Usually your sophomore year of high school turns to talk of college and entrance exams. At this stage you should create a timeline or dated to-do list. Add big items such as PSAT, SAT, college visits, fill out applications, and file your FAFSA. As time goes on refer back to this list/timeline and continue to fill in dates and tasks as they come up. For example you might find applicable scholarships; each will have an application deadline. Deadlines for grants and state-funded programs should populate the list as well. When you have your list complete to the best of your knowledge, review it with both parents and guidance counselor.

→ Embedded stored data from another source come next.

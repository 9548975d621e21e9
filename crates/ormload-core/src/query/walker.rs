//! Walks query space joins and fetches of a load plan.
//!
//! The join walk renders FROM/JOIN text and allocates aliases. The fetch
//! walk appends select fragments for the fetched entities and collections
//! and registers a reader for each of them. Joins are always walked before
//! fetches, so every alias a fetch needs already exists.

use ormload_dialect::{JoinFragment, JoinType};
use tracing::trace;

use crate::error::{Error, Result};
use crate::mapping::{template, CollectionSemantics, LoadQueryInfluencers, MappingRegistry};
use crate::plan::{
    CollectionFetch, CollectionReference, EntityFetch, EntityReference, Fetch, Join, JoinKind, QuerySpace,
    QuerySpaces, SpaceKind,
};
use crate::process::{CollectionReader, EntityReader, EntityReaderKind, ReaderCollector};

use super::alias::AliasResolutionContext;
use super::select::SelectStatementBuilder;

/// What the fetch walk observed.
#[derive(Debug, Clone, Default, PartialEq, Eq)]
pub struct FetchStats {
    has_subselect_fetches: bool,
    joined_bag_roles: Vec<String>,
}

impl FetchStats {
    fn process_fetch(&mut self, fetch: &Fetch) {
        if fetch.strategy().is_subselect() {
            self.has_subselect_fetches = true;
        }
    }

    pub fn has_subselect_fetches(&self) -> bool {
        self.has_subselect_fetches
    }

    /// Roles of the join fetched bag collections.
    pub fn joined_bag_roles(&self) -> &[String] {
        &self.joined_bag_roles
    }

    pub(crate) fn record_bag(&mut self, role: &str) {
        self.joined_bag_roles.push(role.to_string());
    }
}

/// Owner of a group of fetches.
#[derive(Debug, Clone, Copy)]
pub struct FetchSource<'s> {
    /// Space of the owning entity.
    pub entity_uid: &'s str,
    /// Space the fetches hang off. A composite space for component members.
    pub space_uid: &'s str,
    /// Path prefix of the owning entity, e.g. `posts.`.
    pub prefix: &'s str,
}

impl<'s> FetchSource<'s> {
    pub fn entity(reference: &'s EntityReference, prefix: &'s str) -> Self {
        Self {
            entity_uid: &reference.space_uid,
            space_uid: &reference.space_uid,
            prefix,
        }
    }
}

/// Join and fetch walker for one query build.
pub struct LoadQueryJoinAndFetchProcessor<'a, 'c> {
    aliases: &'c mut AliasResolutionContext<'a>,
    influencers: &'c LoadQueryInfluencers,
    spaces: &'c QuerySpaces,
    registry: &'a MappingRegistry,
}
//! Outer-join fragment builders.
//!
//! A [`JoinFragment`] accumulates joins into two strings: text placed right
//! after the root table in the FROM clause, and conditions placed in the
//! WHERE clause. ANSI dialects put everything in the FROM part; theta-style
//! dialects list tables with commas and mark outer joins with `(+)`.

use serde::{Deserialize, Serialize};

/// SQL join type.
#[derive(Debug, Clone, Copy, PartialEq, Eq, Hash, Serialize, Deserialize)]
#[serde(rename_all = "snake_case")]
pub enum JoinType {
    Inner,
    LeftOuter,
    RightOuter,
    Full,
}

impl JoinType {
    /// INNER when the association is required, LEFT OUTER otherwise.
    pub fn for_required(required: bool) -> Self {
        if required {
            Self::Inner
        } else {
            Self::LeftOuter
        }
    }

    fn ansi_keyword(&self) -> &'static str {
        match self {
            Self::Inner => " inner join ",
            Self::LeftOuter => " left outer join ",
            Self::RightOuter => " right outer join ",
            Self::Full => " full outer join ",
        }
    }
}

/// Join rendering style of a dialect.
#[derive(Debug, Clone, Copy, PartialEq, Eq, Serialize, Deserialize)]
#[serde(rename_all = "snake_case")]
pub enum JoinStyle {
    /// `left outer join t a on ...`
    Ansi,
    /// `, t a` plus `lhs=a.rhs(+)` in the WHERE clause.
    OracleTheta,
}

/// Accumulated join text for one SELECT.
#[derive(Debug, Clone, PartialEq, Eq)]
pub struct JoinFragment {
    style: JoinStyle,
    after_from: String,
    after_where: String,
}

impl JoinFragment {
    /// Create an empty fragment in the given style.
    pub fn new(style: JoinStyle) -> Self {
        Self {
            style,
            after_from: String::new(),
            after_where: String::new(),
        }
    }

    /// The rendering style.
    pub fn style(&self) -> JoinStyle {
        self.style
    }

    /// Add a join of `table alias` whose `rhs_columns` match the already
    /// qualified `lhs_columns`, with an optional extra ON condition.
    pub fn add_join(
        &mut self,
        table: &str,
        alias: &str,
        lhs_columns: &[String],
        rhs_columns: &[String],
        join_type: JoinType,
        on: &str,
    ) {
        match self.style {
            JoinStyle::Ansi => {
                self.after_from.push_str(join_type.ansi_keyword());
                self.after_from.push_str(table);
                self.after_from.push(' ');
                self.after_from.push_str(alias);
                self.after_from.push_str(" on ");
                let correlation = lhs_columns
                    .iter()
                    .zip(rhs_columns)
                    .map(|(lhs, rhs)| format!("{lhs}={alias}.{rhs}"))
                    .collect::<Vec<_>>()
                    .join(" and ");
                self.after_from.push_str(&correlation);
                append_condition(&mut self.after_from, on);
            }
            JoinStyle::OracleTheta => {
                self.add_cross_join(table, alias);
                let outer = if join_type == JoinType::LeftOuter { "(+)" } else { "" };
                for (lhs, rhs) in lhs_columns.iter().zip(rhs_columns) {
                    self.after_where
                        .push_str(&format!(" and {lhs}={alias}.{rhs}{outer}"));
                }
                append_condition(&mut self.after_where, on);
            }
        }
    }

    /// Add a table with no join condition.
    pub fn add_cross_join(&mut self, table: &str, alias: &str) {
        self.after_from.push_str(", ");
        self.after_from.push_str(table);
        self.after_from.push(' ');
        self.after_from.push_str(alias);
    }

    /// Append pre-rendered from/where fragments, e.g. a persister's
    /// subclass joins.
    pub fn add_joins(&mut self, from_fragment: &str, where_fragment: &str) {
        self.after_from.push_str(from_fragment);
        append_condition(&mut self.after_where, where_fragment);
    }

    /// Add a WHERE-clause condition. Returns false for an empty condition.
    pub fn add_condition(&mut self, condition: &str) -> bool {
        if condition.trim().is_empty() {
            return false;
        }
        append_condition(&mut self.after_where, condition);
        true
    }

    /// Merge another fragment's text into this one.
    pub fn add_fragment(&mut self, other: &JoinFragment) {
        self.add_joins(&other.after_from, &other.after_where);
    }

    /// Text to place after the root table reference.
    pub fn to_from_fragment_string(&self) -> &str {
        &self.after_from
    }

    /// Conditions to place in the WHERE clause, each prefixed with ` and `.
    pub fn to_where_fragment_string(&self) -> &str {
        &self.after_where
    }

    /// Whether nothing has been added.
    pub fn is_empty(&self) -> bool {
        self.after_from.is_empty() && self.after_where.is_empty()
    }
}

fn append_condition(buffer: &mut String, condition: &str) {
    let condition = condition.trim_end();
    if condition.trim().is_empty() {
        return;
    }
    if !condition.trim_start().starts_with("and ") {
        buffer.push_str(" and ");
    } else if !condition.starts_with(' ') {
        buffer.push(' ');
    }
    buffer.push_str(condition);
}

5. Prepare and Take College Entrance Exams

Four-year colleges and universities weigh student SAT/ACT scores to a varying degree. Some consider it to be the consummate metric of a student’s abilities while others give it little credence as an indicator of your future potential. Then again, there are those that actually opt to rely on other distinguishing features of an applicant’s academics and personal interests. However, the college entrance exams are a milestone in your college prep process.

In the early part of your junior year you will take the PSAT. Use it to assess your weaknesses in any of the three major skills areas: math, reading and writing. College Board provides sample tests, study resources and an extensive library of further college planning tools. Use the same site to study for your SAT. Many students buy study guides that bundle lists of traditional SAT vocabulary words and offer insightful ways to remember and recall tricky math rules, theorems, functions and calculations. If your region subscribes to the ACT exam you can access similar resources through guidebooks or the ACT website.

6. Complete the FAFSA

Second only to your college entrance exams is the Free Application for Federal Student Aid (FAFSA) application. The FAFSA earns its own step for its financial weight and for its length and complexity. The FAFSA application enables you to be considered for a number of federal student loan programs. Fill out the FAFSA no matter what. Mistakenly many parents and students assume their financial situation for some reason makes them ineligible for federal student aid. Those that fail to complete the FAFSA by its deadline miss-out. Almost everyone is awarded some financial assistance.

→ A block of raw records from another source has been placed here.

//! Table alias and column suffix bookkeeping for one query build.

use std::collections::HashMap;

use tracing::trace;

use crate::error::{Error, Result};
use crate::mapping::{CollectionAliases, CollectionPersister, EntityAliases, EntityPersister, MappingRegistry};

/// Longest alias root kept from an entity name or role.
const ALIAS_TRUNCATE_LENGTH: usize = 10;

/// Aliases of one entity query space.
#[derive(Debug, Clone, PartialEq, Eq)]
pub struct EntityReferenceAliases {
    pub table_alias: String,
    pub columns: EntityAliases,
}

/// Aliases of one collection query space.
#[derive(Debug, Clone, PartialEq, Eq)]
pub struct CollectionReferenceAliases {
    /// Alias of the table holding the collection key. For many-to-many this
    /// is the association table.
    pub collection_table_alias: String,
    /// Alias of the element table. Same as the collection table alias
    /// unless the collection is many-to-many.
    pub element_table_alias: String,
    pub collection_columns: CollectionAliases,
    /// Aliases of the element entity for entity-valued collections.
    pub element: Option<EntityReferenceAliases>,
}

/// Aliases generated for the query spaces of one query build.
///
/// Every generation call registers the table alias against the query
/// space uid. Registering a different alias for a uid that already has one
/// is an error.
#[derive(Debug)]
pub struct AliasResolutionContext<'a> {
    registry: &'a MappingRegistry,
    current_alias_suffix: usize,
    current_table_alias_uniqueness: usize,
    query_space_aliases: HashMap<String, String>,
    registration_order: Vec<String>,
    composite_aliases: HashMap<String, String>,
    entity_aliases: HashMap<String, EntityReferenceAliases>,
    collection_aliases: HashMap<String, CollectionReferenceAliases>,
}

impl<'a> AliasResolutionContext<'a> {
    pub fn new(registry: &'a MappingRegistry) -> Self {
        Self {
            registry,
            current_alias_suffix: 0,
            current_table_alias_uniqueness: 0,
            query_space_aliases: HashMap::new(),
            registration_order: Vec::new(),
            composite_aliases: HashMap::new(),
            entity_aliases: HashMap::new(),
            collection_aliases: HashMap::new(),
        }
    }

    pub fn registry(&self) -> &'a MappingRegistry {
        self.registry
    }

    fn create_suffix(&mut self) -> String {
        let suffix = format!("{}_", self.current_alias_suffix);
        self.current_alias_suffix += 1;
        suffix
    }

    fn create_table_alias(&mut self, description: &str) -> String {
        let alias = generate_alias(description, self.current_table_alias_uniqueness);
        self.current_table_alias_uniqueness += 1;
        alias
    }

    /// Allocate a table alias and column suffix for an entity query space.
    pub fn generate_entity_reference_aliases(
        &mut self,
        uid: &str,
        persister: &EntityPersister,
    ) -> Result<EntityReferenceAliases> {
        let table_alias = self.create_table_alias(&persister.name);
        self.generate_entity_aliases_with_table(uid, table_alias, persister)
    }

    fn generate_entity_aliases_with_table(
        &mut self,
        uid: &str,
        table_alias: String,
        persister: &EntityPersister,
    ) -> Result<EntityReferenceAliases> {
        let suffix = self.create_suffix();
        let aliases = EntityReferenceAliases {
            columns: persister.entity_aliases(&suffix, self.registry.dialect()),
            table_alias,
        };
        self.register_query_space_alias(uid, &aliases.table_alias)?;
        self.entity_aliases.insert(uid.to_string(), aliases.clone());
        Ok(aliases)
    }

    /// Allocate aliases for a collection query space.
    ///
    /// Many-to-many collections get one alias for the association table and
    /// one for the element table; other collections share a single alias.
    /// `element_uid` is required when the element is an entity.
    pub fn generate_collection_reference_aliases(
        &mut self,
        uid: &str,
        persister: &CollectionPersister,
        element_uid: Option<&str>,
    ) -> Result<CollectionReferenceAliases> {
        let (collection_table_alias, element_table_alias) = if persister.is_many_to_many() {
            let element = self.element_persister(persister)?;
            let association_alias = self.create_table_alias(&persister.role);
            (association_alias, self.create_table_alias(&element.name))
        } else {
            let alias = self.create_table_alias(&persister.role);
            (alias.clone(), alias)
        };

        let suffix = self.create_suffix();
        let collection_columns = persister.collection_aliases(&suffix, self.registry.dialect());

        let element = match persister.element_entity() {
            Some(_) => {
                let element_uid = element_uid.ok_or_else(|| {
                    Error::illegal_argument(format!(
                        "query space uid for entity elements of collection [{}] was not given",
                        persister.role
                    ))
                })?;
                let element_persister = self.element_persister(persister)?;
                Some(self.generate_entity_aliases_with_table(
                    element_uid,
                    element_table_alias.clone(),
                    element_persister,
                )?)
            }
            None => None,
        };

        let aliases = CollectionReferenceAliases {
            collection_table_alias,
            element_table_alias,
            collection_columns,
            element,
        };
        self.register_query_space_alias(uid, &aliases.collection_table_alias)?;
        self.collection_aliases.insert(uid.to_string(), aliases.clone());
        Ok(aliases)
    }

    fn element_persister(&self, persister: &CollectionPersister) -> Result<&'a EntityPersister> {
        let entity = persister.element_entity().ok_or_else(|| {
            Error::illegal_state(format!("collection [{}] does not hold entities", persister.role))
        })?;
        self.registry.entity(entity)
    }

    fn register_query_space_alias(&mut self, uid: &str, alias: &str) -> Result<()> {
        match self.query_space_aliases.get(uid) {
            Some(existing) if existing == alias => Ok(()),
            Some(existing) => Err(Error::illegal_state(format!(
                "query space [{uid}] already has table alias [{existing}], cannot register [{alias}]"
            ))),
            None => {
                trace!(uid, alias, "registered query space alias");
                self.query_space_aliases.insert(uid.to_string(), alias.to_string());
                self.registration_order.push(uid.to_string());
                Ok(())
            }
        }
    }

    /// Resolve a composite query space to its owner's table alias.
    pub fn register_composite_query_space_uid_resolution(&mut self, rhs_uid: &str, lhs_table_alias: &str) {
        self.composite_aliases
            .insert(rhs_uid.to_string(), lhs_table_alias.to_string());
    }

    /// Table alias of a query space, including composite spaces.
    pub fn resolve_sql_table_alias(&self, uid: &str) -> Option<&str> {
        self.query_space_aliases
            .get(uid)
            .or_else(|| self.composite_aliases.get(uid))
            .map(String::as_str)
    }

    pub fn resolve_entity_reference_aliases(&self, uid: &str) -> Option<&EntityReferenceAliases> {
        self.entity_aliases.get(uid)
    }

    pub fn resolve_collection_reference_aliases(&self, uid: &str) -> Option<&CollectionReferenceAliases> {
        self.collection_aliases.get(uid)
    }

    /// Registered `(uid, table alias)` pairs in registration order.
    pub fn table_aliases(&self) -> impl Iterator<Item = (&str, &str)> {
        self.registration_order.iter().filter_map(|uid| {
            self.query_space_aliases
                .get(uid)
                .map(|alias| (uid.as_str(), alias.as_str()))
        })
    }
}

/// Alias root of an entity name or collection role plus `{unique}_`.
pub fn generate_alias(description: &str, unique: usize) -> String {
    format!("{}{unique}_", alias_root(description))
}

fn alias_root(description: &str) -> String {
    let unqualified = description.rsplit('.').next().unwrap_or(description);
    let truncated: String = unqualified.chars().take(ALIAS_TRUNCATE_LENGTH).collect();
    let lowered = truncated.to_lowercase().replace(['/', '$'], "_");
    let mut root = lowered
        .trim_start_matches(|c: char| !c.is_alphabetic())
        .to_string();
    if root.is_empty() {
        root.push_str("alias");
    }
    if root.ends_with(|c: char| c.is_ascii_digit()) {
        root.push('x');
    }
    root
}

#[cfg(test)]
mod tests {
    use super::*;
    use crate::mapping::{CollectionSemantics, ElementDef, IdentifierDef, PropertyDef};
    use crate::value::ValueType;
    use ormload_dialect::Dialect;

    fn registry() -> MappingRegistry {
        MappingRegistry::builder(Dialect::ansi())
            .with_entity(
                EntityPersister::new("User", "users", IdentifierDef::new("id", "id", ValueType::Long))
                    .with_property(PropertyDef::basic("name", "name", ValueType::String))
                    .with_property(PropertyDef::collection("roles", "User.roles"))
                    .with_property(PropertyDef::collection("posts", "User.posts")),
            )
            .with_entity(EntityPersister::new("Role", "roles", IdentifierDef::new("id", "id", ValueType::Long)))
            .with_entity(EntityPersister::new("Post", "posts", IdentifierDef::new("id", "id", ValueType::Long)))
            .with_collection(
                CollectionPersister::new(
                    "User.roles",
                    "User",
                    vec!["user_id".into()],
                    ElementDef::ManyToMany {
                        entity: "Role".into(),
                        columns: vec!["role_id".into()],
                    },
                )
                .with_table("user_roles")
                .with_semantics(CollectionSemantics::Set),
            )
            .with_collection(CollectionPersister::new(
                "User.posts",
                "User",
                vec!["author_id".into()],
                ElementDef::OneToMany {
                    entity: "Post".into(),
                    columns: Vec::new(),
                },
            ))
            .build()
            .unwrap()
    }

    #[test]
    fn test_alias_root() {
        assert_eq!(generate_alias("User", 0), "user0_");
        assert_eq!(generate_alias("com.acme.LineItem", 3), "lineitem3_");
        assert_eq!(generate_alias("User.posts", 1), "posts1_");
        assert_eq!(generate_alias("Entity2", 4), "entity2x4_");
        assert_eq!(generate_alias("$Proxy", 5), "proxy5_");
        assert_eq!(generate_alias("VeryLongEntityName", 6), "verylongen6_");
    }

    #[test]
    fn test_entity_aliases() {
        let registry = registry();
        let mut context = AliasResolutionContext::new(&registry);
        let user = registry.entity("User").unwrap();
        let aliases = context.generate_entity_reference_aliases("<gen:0>", user).unwrap();
        assert_eq!(aliases.table_alias, "user0_");
        assert_eq!(aliases.columns.suffix, "0_");
        assert_eq!(context.resolve_sql_table_alias("<gen:0>"), Some("user0_"));
        assert!(context.resolve_entity_reference_aliases("<gen:0>").is_some());
        assert!(context.resolve_entity_reference_aliases("<gen:1>").is_none());

        // a second generation would register a different alias
        let again = context.generate_entity_reference_aliases("<gen:0>", user);
        assert!(matches!(again, Err(Error::IllegalState(_))));
    }

    #[test]
    fn test_many_to_many_aliases() {
        let registry = registry();
        let mut context = AliasResolutionContext::new(&registry);
        let roles = registry.collection("User.roles").unwrap();
        let aliases = context
            .generate_collection_reference_aliases("<gen:1>", roles, Some("<gen:2>"))
            .unwrap();
        assert_eq!(aliases.collection_table_alias, "roles0_");
        assert_eq!(aliases.element_table_alias, "role1_");
        assert_eq!(aliases.collection_columns.suffix, "0_");
        assert_eq!(aliases.element.as_ref().unwrap().columns.suffix, "1_");
        assert_eq!(context.resolve_sql_table_alias("<gen:1>"), Some("roles0_"));
        assert_eq!(context.resolve_sql_table_alias("<gen:2>"), Some("role1_"));
        let order: Vec<_> = context.table_aliases().map(|(uid, _)| uid).collect();
        assert_eq!(order, vec!["<gen:2>", "<gen:1>"]);
    }

    #[test]
    fn test_one_to_many_shares_alias() {
        let registry = registry();
        let mut context = AliasResolutionContext::new(&registry);
        let posts = registry.collection("User.posts").unwrap();
        let aliases = context
            .generate_collection_reference_aliases("<gen:1>", posts, Some("<gen:2>"))
            .unwrap();
        assert_eq!(aliases.collection_table_alias, "posts0_");
        assert_eq!(aliases.element_table_alias, "posts0_");
        assert_eq!(context.resolve_sql_table_alias("<gen:2>"), Some("posts0_"));
    }

    #[test]
    fn test_entity_elements_need_uid() {
        let registry = registry();
        let mut context = AliasResolutionContext::new(&registry);
        let posts = registry.collection("User.posts").unwrap();
        assert!(matches!(
            context.generate_collection_reference_aliases("<gen:1>", posts, None),
            Err(Error::IllegalArgument(_))
        ));
    }

    #[test]
    fn test_composite_resolution() {
        let registry = registry();
        let mut context = AliasResolutionContext::new(&registry);
        context.register_composite_query_space_uid_resolution("<gen:3>", "user0_");
        assert_eq!(context.resolve_sql_table_alias("<gen:3>"), Some("user0_"));
        assert!(context.resolve_sql_table_alias("<gen:4>").is_none());
    }
}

With that said and done, you and your parents should plan time to sit down to fill out the form. Be warned: whether you do it in hardcopy or online, the application length and imperviousness has been compared to that of a complex federal income tax form. You will have to go online beforehand and apply for an online access PIN. Materials to have handy while you’re filling out the form are your most recent income tax forms, pay stubs, figures associated with home mortgage and auto loans, bank statement, and social security and driver license numbers.

Need help filling out the form? Many high schools offer seminars and invite financial aid officials in to help students and parents untangle the mess. One popular and nationwide program is College Goal Sunday.

7. Visit College Campuses

Once you have narrowed down your college search a critical component in your application process should be a campus visit. College is as much marketing as it is academics and finances, so your slick, glossy brochure is designed to sell. Like everything else in sales, sometimes things ain’t as they appear to be. Would you spend $50,000 on a car sight unseen? Then why would you make your choice of college without paying a visit?

8. Apply to Colleges

You’ve taken your entrance exams, narrowed down your college choices and visited campuses. Now you complete your applications and send them in by the deadlines attached to them. Take your time with each application. Complete each one as if it were the only one you had to complete. Plan your essays on scratch paper first and write concise articulate prose that still offers insight into your personality. Do not use the same essay for each application; this is a big turn-off to admissions officers.

9. Make Your Final Choice

Students that receive acceptance notices from multiple colleges have a choice to make. Spend time once again weighing the pros and cons of each school in light of your current plans. Discuss options with parents and guidance counselors. Congratulations!